That is very helpful. There is a BBVA Compass branch in Boulder, CO where my son lives. And BBVA Bancomer branches seem to be very common in Mexico so maybe that is the combination I am looking for.

Memo


----------



## f3drivr (Nov 18, 2008)

My Wife and I have accounts with PC Financial in Canada, Bank of America in the US and Banamex in Mexico. I have a currency trading account with XETrade which is linked to all accounts that I use to exchange money from CDN to US and MXN. I pay around 1.2 cents on the dollar above interbank rate which is about 50% of what any Canadian Bank would charge me. I think the B of A/Santander combination is probably the best deal for Americans, I have withdrawn money from my B of A account and calculated the exchage rate at the time of the transaction to be around 1% above interbank.
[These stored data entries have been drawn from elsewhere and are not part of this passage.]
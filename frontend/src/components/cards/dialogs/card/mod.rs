use pulldown_cmark::{html, Event, Parser};
use yew::html::Scope;
use yew::prelude::*;

use common::model::card::DetailRow;

use crate::components::cards::browser::{CardBrowserComponent, Msg};
use crate::components::cards::dialogs::tale::tale_form;
use crate::tops_sheet::modal_sheet::ModalSheet;

/// Detail modal of the open card, with the tale form below once requested.
pub fn card_dialog(component: &CardBrowserComponent, link: &Scope<CardBrowserComponent>) -> Html {
    let card = component.current_card();
    let on_close = link.callback(|_: ()| Msg::CloseCard);

    html! {
        <ModalSheet open={card.is_some()} {on_close} expanded={component.tale.is_some()}>
            if let Some(card) = card {
                <span class="modal-add" title="Add a Tale for this item" onclick={link.callback(|_| Msg::ShowTaleForm)}>
                    { "+" }
                </span>
                <div class="modal-body">
                    <h1>{ card.title_or_untitled().to_string() }</h1>
                    <div class="card-separator"></div>
                    { for card.detail_rows().into_iter().map(detail_row) }
                </div>
                if let Some(draft) = &component.tale {
                    { tale_form(card, draft, component.submitting_tale, link) }
                }
            }
        </ModalSheet>
    }
}

fn detail_row(row: DetailRow) -> Html {
    let value = if row.label == "Content" {
        Html::from_html_unchecked(AttrValue::from(markdown_to_html(&row.value)))
    } else {
        html! { { row.value } }
    };
    html! {
        <div class="detail-row">
            <strong>{ format!("{}:", row.label) }</strong>
            <div class="detail-value">{ value }</div>
        </div>
    }
}

/// Renders card content as markdown. Raw HTML in the source is shown as text.
fn markdown_to_html(input: &str) -> String {
    let parser = Parser::new(input).map(|event| match event {
        Event::Html(raw) | Event::InlineHtml(raw) => Event::Text(raw),
        other => other,
    });
    let mut html_output = String::new();
    html::push_html(&mut html_output, parser);
    html_output
}

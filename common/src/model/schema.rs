use serde::{Deserialize, Deserializer, Serialize};
use serde_json::Value;

/// The widget a column is edited with, as reported by `/admin/get-columns`.
///
/// The server derives it from the SQL column type (`INT` → number, `BOOL` →
/// checkbox, long `VARCHAR`/`TEXT` → textarea, ...). Kinds this client does not
/// know are edited as plain text.
#[derive(Debug, Clone, Copy, PartialEq, Eq, Hash, Serialize, Deserialize)]
#[serde(from = "String", into = "String")]
pub enum InputKind {
    Text,
    Number,
    Textarea,
    Checkbox,
    Date,
    DateTimeLocal,
}

impl InputKind {
    /// Value of the HTML `type` attribute for `<input>` based kinds.
    pub fn html_type(self) -> &'static str {
        match self {
            InputKind::Text | InputKind::Textarea => "text",
            InputKind::Number => "number",
            InputKind::Checkbox => "checkbox",
            InputKind::Date => "date",
            InputKind::DateTimeLocal => "datetime-local",
        }
    }
}

impl From<String> for InputKind {
    fn from(kind: String) -> Self {
        match kind.as_str() {
            "number" => InputKind::Number,
            "textarea" => InputKind::Textarea,
            "checkbox" => InputKind::Checkbox,
            "date" => InputKind::Date,
            "datetime-local" => InputKind::DateTimeLocal,
            _ => InputKind::Text,
        }
    }
}

impl From<InputKind> for String {
    fn from(kind: InputKind) -> Self {
        match kind {
            InputKind::Textarea => "textarea".to_string(),
            other => other.html_type().to_string(),
        }
    }
}

/// Server-described shape of one column of a record type.
///
/// A `Vec<FieldSchema>` is the whole schema of a type; it drives both the
/// blank creation form and the per-record edit forms in the admin console.
#[derive(Debug, Clone, PartialEq, Serialize, Deserialize)]
pub struct FieldSchema {
    /// Column name; the key of this field inside every record object.
    pub name: String,
    #[serde(rename = "input_type", default = "default_input_kind")]
    pub input_kind: InputKind,
    #[serde(default = "default_nullable")]
    pub nullable: bool,
    #[serde(rename = "primary_key", default)]
    pub is_primary_key: bool,
    /// Server default. `null` decodes as `None`.
    #[serde(rename = "default", default)]
    pub default_value: Option<Value>,
    #[serde(default)]
    pub max_length: Option<u32>,
    /// Numeric step; the server sends it either as a string (`"0.01"`) or a number.
    #[serde(default, deserialize_with = "string_or_number")]
    pub step: Option<String>,
}

impl FieldSchema {
    /// Whether the field gets an editable input. Primary keys and `id`
    /// columns are carried as hidden identifiers instead.
    pub fn is_editable(&self) -> bool {
        !self.is_primary_key && !self.name.eq_ignore_ascii_case("id")
    }

    pub fn is_required(&self) -> bool {
        !self.nullable
    }

    /// Human label: underscores become spaces and every word is capitalised.
    pub fn label(&self) -> String {
        humanize(&self.name)
    }
}

/// Turns `first_name` into `First Name`.
pub fn humanize(name: &str) -> String {
    name.split('_')
        .filter(|word| !word.is_empty())
        .map(|word| {
            let mut chars = word.chars();
            match chars.next() {
                Some(first) => first.to_uppercase().chain(chars).collect::<String>(),
                None => String::new(),
            }
        })
        .collect::<Vec<_>>()
        .join(" ")
}

fn default_input_kind() -> InputKind {
    InputKind::Text
}

fn default_nullable() -> bool {
    true
}

fn string_or_number<'de, D>(deserializer: D) -> Result<Option<String>, D::Error>
where
    D: Deserializer<'de>,
{
    Ok(match Option::<Value>::deserialize(deserializer)? {
        Some(Value::String(s)) if !s.is_empty() => Some(s),
        Some(Value::Number(n)) => Some(n.to_string()),
        _ => None,
    })
}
There is a chart here to compare:

Credit/Debit/ATM Cards and Foreign Exchange - FlyerGuide Wiki


----------



## tommympt (Sep 14, 2010)

TundraGreen said:


> I have been meaning to post some questions on this same topic, so the discussion is timely for me. I would be interested in hearing comments on some additional options.
> 
> I seem to recall that Citibank in the US has a relation of some kind with Banamex. I haven't had any success investigating this on the web and haven't gotten around to calling CItigroup to ask them about it. Does anyone else know whether I have this correct or not.
> 
> ...


Compass bank, Known as BBVA Compass Bank. Google it for links. I think you’ll find what you’re asking about.


----------